(Saved data entries)
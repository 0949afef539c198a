//! Environment override script
//!
//! The test wrappers source the file named by `__TestEnv` before starting the
//! test process, so each override becomes one `export` (sh) or `set` (cmd)
//! statement.

use std::path::Path;

use crate::common::{Error, Platform, Result};
use crate::scenario::EnvOverrides;

/// Render overrides as script lines for `platform`, in override order
pub fn render(overrides: &EnvOverrides, platform: Platform) -> String {
    let keyword = platform.set_keyword();
    overrides
        .iter()
        .map(|(name, value)| format!("{keyword} {name}={value}\n"))
        .collect()
}

/// Write the rendered script to `path`, replacing any previous file
pub fn write(path: &Path, overrides: &EnvOverrides, platform: Platform) -> Result<()> {
    std::fs::write(path, render(overrides, platform)).map_err(|source| Error::EnvFileWrite {
        path: path.to_path_buf(),
        source,
    })
}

- _What is expected_
Write the lines out verbatim, from the one with "any previous file" through the last line of the entries, and stop there.

- _Solution below_
/// Write the rendered script to `path`, replacing any previous file
pub fn write(path: &Path, overrides: &EnvOverrides, platform: Platform) -> Result<()> {
    std::fs::write(path, render(overrides, platform)).map_err(|source| Error::EnvFileWrite {
        path: path.to_path_buf(),
        source,
    })
}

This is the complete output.